* **Work to be completed**
The answer consists solely of the data below, reproduced exactly.

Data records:
•••
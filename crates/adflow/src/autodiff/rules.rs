//! Backward formulas of the primitive gradient rules.
//!
//! Each rule records its gradient computation onto a tape; nothing runs
//! until the backward region is evaluated.

use smallvec::{SmallVec, smallvec};

use crate::error::AdError;
use crate::graph::{Tape, Variable};
use crate::ops::{GradRule, Op};

pub(crate) type InputGrads = SmallVec<[Option<Variable>; 2]>;

/// Everything a rule may read.
pub(crate) struct GradContext<'a> {
    pub op: &'a Op,
    /// Forward operands, for shape, dtype and backend.
    pub operands: &'a [Variable],
    /// Retained operand values, as readable variables on the backward tape.
    pub saved: &'a [Option<Variable>],
    pub output: Option<&'a Variable>,
    /// Sensitivity of the output.
    pub grad: &'a Variable,
    /// Which operands need a gradient.
    pub wants: &'a [bool],
}

impl GradContext<'_> {
    fn saved(&self, i: usize) -> Result<&Variable, AdError> {
        self.saved.get(i).and_then(Option::as_ref).ok_or_else(|| {
            AdError::InternalConsistency(format!("{} operand {} was not retained", self.op, i))
        })
    }

    fn output(&self) -> Result<&Variable, AdError> {
        self.output.ok_or_else(|| {
            AdError::InternalConsistency(format!("{} output was not retained", self.op))
        })
    }

    fn wants(&self, i: usize) -> bool {
        self.wants.get(i).copied().unwrap_or(false)
    }

    fn operand(&self, i: usize) -> Result<&Variable, AdError> {
        self.operands.get(i).ok_or_else(|| AdError::Arity {
            op: self.op.name().into(),
            expected: i + 1,
            actual: self.operands.len(),
        })
    }
}

impl GradRule {
    /// Record the gradient of every wanted operand.
    pub(crate) fn backward(
        self,
        tape: &mut Tape,
        ctx: &GradContext<'_>,
    ) -> Result<InputGrads, AdError> {
        let g = ctx.grad;
        let unary = |grad: Option<Variable>| -> InputGrads { smallvec![grad] };
        match self {
            GradRule::Add => Ok(smallvec![
                ctx.wants(0).then(|| g.clone()),
                ctx.wants(1).then(|| g.clone()),
            ]),
            GradRule::Mul => {
                let da = if ctx.wants(0) {
                    Some(tape.mul(g, ctx.saved(1)?)?)
                } else {
                    None
                };
                let db = if ctx.wants(1) {
                    Some(tape.mul(g, ctx.saved(0)?)?)
                } else {
                    None
                };
                Ok(smallvec![da, db])
            }
            GradRule::Div => {
                // d(a/b) = g/b, -(g/b) * (a/b)
                let t = tape.div(g, ctx.saved(1)?)?;
                let db = if ctx.wants(1) {
                    let q = tape.div(ctx.saved(0)?, ctx.saved(1)?)?;
                    let p = tape.mul(&t, &q)?;
                    Some(tape.neg(&p)?)
                } else {
                    None
                };
                Ok(smallvec![ctx.wants(0).then_some(t), db])
            }
            GradRule::Neg => Ok(unary(Some(tape.neg(g)?))),
            GradRule::Exp => Ok(unary(Some(tape.mul(g, ctx.output()?)?))),
            GradRule::Log => Ok(unary(Some(tape.div(g, ctx.saved(0)?)?))),
            GradRule::Scale => match ctx.op {
                Op::Scale(alpha) => Ok(unary(Some(tape.scale(g, *alpha)?))),
                other => Err(mismatch(self, other)),
            },
            GradRule::MatMul => {
                let da = if ctx.wants(0) {
                    let bt = tape.transpose(ctx.saved(1)?)?;
                    Some(tape.matmul(g, &bt)?)
                } else {
                    None
                };
                let db = if ctx.wants(1) {
                    let at = tape.transpose(ctx.saved(0)?)?;
                    Some(tape.matmul(&at, g)?)
                } else {
                    None
                };
                Ok(smallvec![da, db])
            }
            GradRule::Transpose => Ok(unary(Some(tape.transpose(g)?))),
            GradRule::Reshape => {
                let shape = ctx.operand(0)?.shape().to_vec();
                Ok(unary(Some(tape.reshape(g, &shape)?)))
            }
            GradRule::Broadcast => {
                let shape = ctx.operand(0)?.shape().to_vec();
                Ok(unary(Some(tape.sum_to(g, &shape)?)))
            }
            GradRule::SumTo => {
                let shape = ctx.operand(0)?.shape().to_vec();
                Ok(unary(Some(tape.broadcast(g, &shape)?)))
            }
            GradRule::Cast => {
                let dtype = ctx.operand(0)?.dtype();
                Ok(unary(Some(tape.cast(g, dtype)?)))
            }
            GradRule::Transfer => {
                let backend = ctx.operand(0)?.backend();
                Ok(unary(Some(tape.transfer(g, backend)?)))
            }
        }
    }
}

fn mismatch(rule: GradRule, op: &Op) -> AdError {
    AdError::InternalConsistency(format!("rule {:?} applied to {}", rule, op))
}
•••
* **Response to this exercise**
filename crates/adflow/src/autodiff/rules.rs
//! Backward formulas of the primitive gradient rules.
//!
//! Each rule records its gradient computation onto a tape; nothing runs
//! until the backward region is evaluated.

use smallvec::{SmallVec, smallvec};

use crate::error::AdError;
use crate::graph::{Tape, Variable};
use crate::ops::{GradRule, Op};

pub(crate) type InputGrads = SmallVec<[Option<Variable>; 2]>;

/// Everything a rule may read.
pub(crate) struct GradContext<'a> {
    pub op: &'a Op,
    /// Forward operands, for shape, dtype and backend.
    pub operands: &'a [Variable],
    /// Retained operand values, as readable variables on the backward tape.
    pub saved: &'a [Option<Variable>],
    pub output: Option<&'a Variable>,
    /// Sensitivity of the output.
    pub grad: &'a Variable,
    /// Which operands need a gradient.
    pub wants: &'a [bool],
}

impl GradContext<'_> {
    fn saved(&self, i: usize) -> Result<&Variable, AdError> {
        self.saved.get(i).and_then(Option::as_ref).ok_or_else(|| {
            AdError::InternalConsistency(format!("{} operand {} was not retained", self.op, i))
        })
    }

    fn output(&self) -> Result<&Variable, AdError> {
        self.output.ok_or_else(|| {
            AdError::InternalConsistency(format!("{} output was not retained", self.op))
        })
    }

    fn wants(&self, i: usize) -> bool {
        self.wants.get(i).copied().unwrap_or(false)
    }

    fn operand(&self, i: usize) -> Result<&Variable, AdError> {
        self.operands.get(i).ok_or_else(|| AdError::Arity {
            op: self.op.name().into(),
            expected: i + 1,
            actual: self.operands.len(),
        })
    }
}

impl GradRule {
    /// Record the gradient of every wanted operand.
    pub(crate) fn backward(
        self,
        tape: &mut Tape,
        ctx: &GradContext<'_>,
    ) -> Result<InputGrads, AdError> {
        let g = ctx.grad;
        let unary = |grad: Option<Variable>| -> InputGrads { smallvec![grad] };
        match self {
            GradRule::Add => Ok(smallvec![
                ctx.wants(0).then(|| g.clone()),
                ctx.wants(1).then(|| g.clone()),
            ]),
            GradRule::Mul => {
                let da = if ctx.wants(0) {
                    Some(tape.mul(g, ctx.saved(1)?)?)
                } else {
                    None
                };
                let db = if ctx.wants(1) {
                    Some(tape.mul(g, ctx.saved(0)?)?)
                } else {
                    None
                };
                Ok(smallvec![da, db])
            }
            GradRule::Div => {
                // d(a/b) = g/b, -(g/b) * (a/b)
                let t = tape.div(g, ctx.saved(1)?)?;
                let db = if ctx.wants(1) {
                    let q = tape.div(ctx.saved(0)?, ctx.saved(1)?)?;
                    let p = tape.mul(&t, &q)?;
                    Some(tape.neg(&p)?)
                } else {
                    None
                };
                Ok(smallvec![ctx.wants(0).then_some(t), db])
            }
            GradRule::Neg => Ok(unary(Some(tape.neg(g)?))),
            GradRule::Exp => Ok(unary(Some(tape.mul(g, ctx.output()?)?))),
            GradRule::Log => Ok(unary(Some(tape.div(g, ctx.saved(0)?)?))),
            GradRule::Scale => match ctx.op {
                Op::Scale(alpha) => Ok(unary(Some(tape.scale(g, *alpha)?))),
                other => Err(mismatch(self, other)),
            },
            GradRule::MatMul => {
                let da = if ctx.wants(0) {
                    let bt = tape.transpose(ctx.saved(1)?)?;
                    Some(tape.matmul(g, &bt)?)
                } else {
                    None
                };
                let db = if ctx.wants(1) {
                    let at = tape.transpose(ctx.saved(0)?)?;
                    Some(tape.matmul(&at, g)?)
                } else {
                    None
                };
                Ok(smallvec![da, db])
            }
            GradRule::Transpose => Ok(unary(Some(tape.transpose(g)?))),
            GradRule::Reshape => {
                let shape = ctx.operand(0)?.shape().to_vec();
                Ok(unary(Some(tape.reshape(g, &shape)?)))
            }
            GradRule::Broadcast => {
                let shape = ctx.operand(0)?.shape().to_vec();
                Ok(unary(Some(tape.sum_to(g, &shape)?)))
            }
            GradRule::SumTo => {
                let shape = ctx.operand(0)?.shape().to_vec();
                Ok(unary(Some(tape.broadcast(g, &shape)?)))
            }
            GradRule::Cast => {
                let dtype = ctx.operand(0)?.dtype();
                Ok(unary(Some(tape.cast(g, dtype)?)))
            }
            GradRule::Transfer => {
                let backend = ctx.operand(0)?.backend();
                Ok(unary(Some(tape.transfer(g, backend)?)))
            }
        }
    }
}

fn mismatch(rule: GradRule, op: &Op) -> AdError {
    AdError::InternalConsistency(format!("rule {:?} applied to {}", rule, op))
}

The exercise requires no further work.